I also prefer dark colored jigs, browns being the best.


----------



## LoboLoco (Feb 1, 2008)

I have, and use both, both have caught me squid. 
I use the el cheapo when working an unfamiliar area, or an area highly populated with evil weed.


----------



## Squidder (Sep 2, 2005)

varp said:


> Damn then jigs!!! I want em all!!!


Me too! :roll: I am on the "lose one and you can buy another one" program. It's not working very well :twisted: 











varp said:


> I've just gone over to the bait style jigs - no squid last two trips though.


Have you seen the new style bait jigs? They are called a 'squid witch' and are supposed to have more natural presentation and better hookups. Not cheap though at >$20 a pop.

http://www.thongs.com.au/squidwitch/index.htm


----------



## varp (Sep 12, 2005)

Not seen them before at all Mr Squdder and thanks muchly for the link.

There are bait jigs and there are bait jigs. Different length shafts and prongs. Some say tweaking out every second prong so it stands proud from its neighbour is the go...we shall see...did read about a charter boat dude that reckons bait jigs outfishes artificials and gets the bigger inkers on deck. He also had a nifty method of tying the bait on with a loop through the eyes, then the mouth on to the eye of the shaft. I'll root around and try and find it again. Seems better than the flossy Bait Mate stuff.

Your collection looks an awful lot like mine too. I did try and emulate Scott Lovigs success with a now unobtainable jig that had a rattle. I drilled a hole and popped a split shot in and it rattles ok, but hasn't put extra rings on the plate yet.


----------



## Jon (Sep 21, 2007)

hey the jigs looks good

i think i am on the same program as squidder lose one and buy 3  
haven't triped one with a rattle before. hmmmm might have to go to the shops and try one out.

Jon


----------



## Garfish (Jun 2, 2006)

looking forward to getting mine out of the pack and into the water...


----------



## Squidder (Sep 2, 2005)

varp said:


> Some say tweaking out every second prong so it stands proud from its neighbour is the go...we shall see...

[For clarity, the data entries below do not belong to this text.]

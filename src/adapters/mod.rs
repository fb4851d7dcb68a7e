mod clipboard_arboard;
mod memory_session_store;
mod prompt_client_http;
mod session_store_filesystem;

pub use clipboard_arboard::ArboardClipboard;
pub use memory_session_store::MemorySessionStore;
pub use prompt_client_http::HttpPromptClient;
pub use session_store_filesystem::FilesystemSessionStore;
use std::io;

use thiserror::Error;

/// Library-wide error type for prompteng operations.
#[derive(Debug, Error)]
pub enum AppError {
    /// Underlying I/O failure.
    #[error(transparent)]
    Io(#[from] io::Error),

    /// Configuration or environment issue.
    #[error("{0}")]
    Configuration(String),

    /// Input rejected locally before any network call.
    #[error("{0}")]
    Validation(String),

    /// The request never reached the backend.
    #[error(
        "Could not reach the prompt backend at {base_url}. Is the backend running? ({details})"
    )]
    Connectivity { base_url: String, details: String },

    /// The backend answered with a non-success status or an unreadable body.
    #[error("API error{}: {message}", .status.map(|s| format!(" {}", s)).unwrap_or_default())]
    Api { status: Option<u16>, message: String },

    /// The backend answered successfully but supplied nothing to show.
    #[error("The backend returned no {what}")]
    EmptyResult { what: String },

    /// Persisted state could not be decoded.
    #[error("Stored {key} state is corrupt: {details}")]
    PersistenceParse { key: String, details: String },

    /// Option value outside its enumeration.
    #[error("Invalid {kind} '{value}': must be one of {allowed}")]
    InvalidOption { kind: &'static str, value: String, allowed: String },

    /// No displayed prompt carries the given id.
    #[error("No prompt with id '{0}' in the current results")]
    PromptNotFound(String),

    /// Clipboard access failed.
    #[error("Clipboard error: {0}")]
    ClipboardError(String),

    /// TOML parsing error.
    #[error("TOML parse error: {0}")]
    TomlParseError(#[from] toml::de::Error),
}

/// User-facing classification of a failure.
#[derive(Debug, Clone, Copy, PartialEq, Eq)]
pub enum NoticeKind {
    Validation,
    Connectivity,
    Api,
    EmptyResult,
    Other,
}

impl AppError {
    pub fn config_error<S: Into<String>>(message: S) -> Self {
        AppError::Configuration(message.into())
    }

    pub fn validation<S: Into<String>>(message: S) -> Self {
        AppError::Validation(message.into())
    }

    /// Classify the error for a single user-visible notification.
    pub fn notice_kind(&self) -> NoticeKind {
        match self {
            AppError::Validation(_) | AppError::InvalidOption { .. } => NoticeKind::Validation,
            AppError::Connectivity { .. } => NoticeKind::Connectivity,
            AppError::Api { .. } => NoticeKind::Api,
            AppError::EmptyResult { .. } => NoticeKind::EmptyResult,
            AppError::Io(_)
            | AppError::Configuration(_)
            | AppError::PersistenceParse { .. }
            | AppError::PromptNotFound(_)
            | AppError::ClipboardError(_)
            | AppError::TomlParseError(_) => NoticeKind::Other,
        }
    }
}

I also subscribe to this theory but it's every 3rd prong for me ;-)



varp said:


> did read about a charter boat dude that reckons bait jigs outfishes artificials and gets the bigger inkers on deck.


Would that be JJ out of Queenscliff? A dead set legend on PPB heads squid, but targeting the big spawners sitting on their eggs can be quite a different proposition to chasing squid at other times of the year (when I reckon the artificials are the go ;-) ).



varp said:


> I did try and emulate Scott Lovigs success with a *now unobtainable* jig that had a rattle.


That jig is totally obtainable!  

http://www.motackle.com.au/index.cfm?pr ... ct_id=3679


----------



## Shorty (May 11, 2008)

I clean up on squid in winter but summer forget it 

My best results from $2.50 BCF lures,,have doughnutted on a top of the range Harmitsu many times,which cost $26 ,,but testing is inconclusive as winter you can catch them on anything here,,i brought the Harmy in the lead up to summer.

Yo-zuris are cheaper than Harmys but still have the best name in squid jigs i believe,,my 10 year old neice found one on the beach last night fishing,,it went straight into my tackle box without any delay


----------



## widsa (Nov 26, 2008)

Hey guys,

Im a member of the "too many jigs" club too.
Speaking of jigs with rattles, I recently bought a pink Diawa jig with ball bearings inside so it rattles.
Used it under a float and has caught me bags of squid.... the cloth is now ripping of of it to reveal a golden foil... good mojo me thinks, or have I found the golden ticket ??... :lol:

Cant remember the exact name of the jig, but it cost slightly less than a yo zuri (around $15-17 bucks.) and sinks faster, so i use it under a float.

One tip with squid jigging is that you need to vary your technique, sometimes under a float, sometimes a slow sink, sometimes believe it or not a fast retrieve, not so fast that it skips along the water, just a slow wind.
I use a fast retrieve when i see them following in a sinking jig but not attacking it... seems to entice them to bite. ;-)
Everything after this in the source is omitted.